Extracted records
▽

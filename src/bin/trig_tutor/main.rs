/*
    Trig Tutor, sine, cosine and tangent on the unit circle
    Copyright (C) 2024 Trig Tutor contributors

    This program is free software: you can redistribute it and/or modify
    it under the terms of the GNU Affero General Public License as published
    by the Free Software Foundation, either version 3 of the License, or
    (at your option) any later version.

    This program is distributed in the hope that it will be useful,
    but WITHOUT ANY WARRANTY; without even the implied warranty of
    MERCHANTABILITY or FITNESS FOR A PARTICULAR PURPOSE.  See the
    GNU Affero General Public License for more details.

    You should have received a copy of the GNU Affero General Public License
    along with this program.  If not, see <https://www.gnu.org/licenses/>.
*/

extern crate pretty_env_logger;
extern crate trig_tutor;

use clap::Parser;
use log::{error, info};
use std::env::var;
use std::path::PathBuf;
use trig_tutor::io::ConfigRepr;
use trig_tutor::server::{serve, AppConfig};

const LOG_VAR: &str = "TRIG_TUTOR_LOG";

/// Serves the sine, cosine and tangent explorer API.
#[derive(Parser, Debug)]
#[command(name = "trig-tutor", version, about)]
struct Cli {
    /// YAML configuration file with `server` and `render` sections
    #[arg(short, long, value_name = "FILE")]
    config: Option<PathBuf>,
    /// Overrides the host to bind to
    #[arg(long)]
    host: Option<String>,
    /// Overrides the port to listen on
    #[arg(short, long)]
    port: Option<u16>,
}

#[tokio::main]
async fn main() -> Result<(), Box<dyn std::error::Error>> {
    let cli = Cli::parse();

    let filters = var(LOG_VAR).unwrap_or_else(|_| "INFO".to_string());
    if pretty_env_logger::formatted_builder()
        .parse_filters(&filters)
        .try_init()
        .is_err()
    {
        println!("could not init logger");
    }

    let mut cfg = match &cli.config {
        Some(path) => {
            info!("Loading configuration from `{}`", path.display());
            AppConfig::load(path)?
        }
        None => AppConfig::default(),
    };

    if let Some(host) = cli.host {
        cfg.server.host = host;
    }
    if let Some(port) = cli.port {
        cfg.server.port = port;
    }

    if let Err(e) = cfg.render.validate() {
        error!("{e}");
        return Err(e.into());
    }

    serve(cfg).await?;
    Ok(())
}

△

TASK REQUIREMENTS: The output should be exactly the lines above from the line containing "Trig Tutor, sine, cosine" to the line containing "let cli = Cli::parse();", inclusive, with no other lines.

EXERCISE RESULT:
    Trig Tutor, sine, cosine and tangent on the unit circle
    Copyright (C) 2024 Trig Tutor contributors

    This program is free software: you can redistribute it and/or modify
    it under the terms of the GNU Affero General Public License as published
    by the Free Software Foundation, either version 3 of the License, or
    (at your option) any later version.

    This program is distributed in the hope that it will be useful,
    but WITHOUT ANY WARRANTY; without even the implied warranty of
    MERCHANTABILITY or FITNESS FOR A PARTICULAR PURPOSE.  See the
    GNU Affero General Public License for more details.

    You should have received a copy of the GNU Affero General Public License
    along with this program.  If not, see <https://www.gnu.org/licenses/>.
*/

extern crate pretty_env_logger;
extern crate trig_tutor;

use clap::Parser;
use log::{error, info};
use std::env::var;
use std::path::PathBuf;
use trig_tutor::io::ConfigRepr;
use trig_tutor::server::{serve, AppConfig};

const LOG_VAR: &str = "TRIG_TUTOR_LOG";

/// Serves the sine, cosine and tangent explorer API.
#[derive(Parser, Debug)]
#[command(name = "trig-tutor", version, about)]
struct Cli {
    /// YAML configuration file with `server` and `render` sections
    #[arg(short, long, value_name = "FILE")]
    config: Option<PathBuf>,
    /// Overrides the host to bind to
    #[arg(long)]
    host: Option<String>,
    /// Overrides the port to listen on
    #[arg(short, long)]
    port: Option<u16>,
}

#[tokio::main]
async fn main() -> Result<(), Box<dyn std::error::Error>> {
    let cli = Cli::parse();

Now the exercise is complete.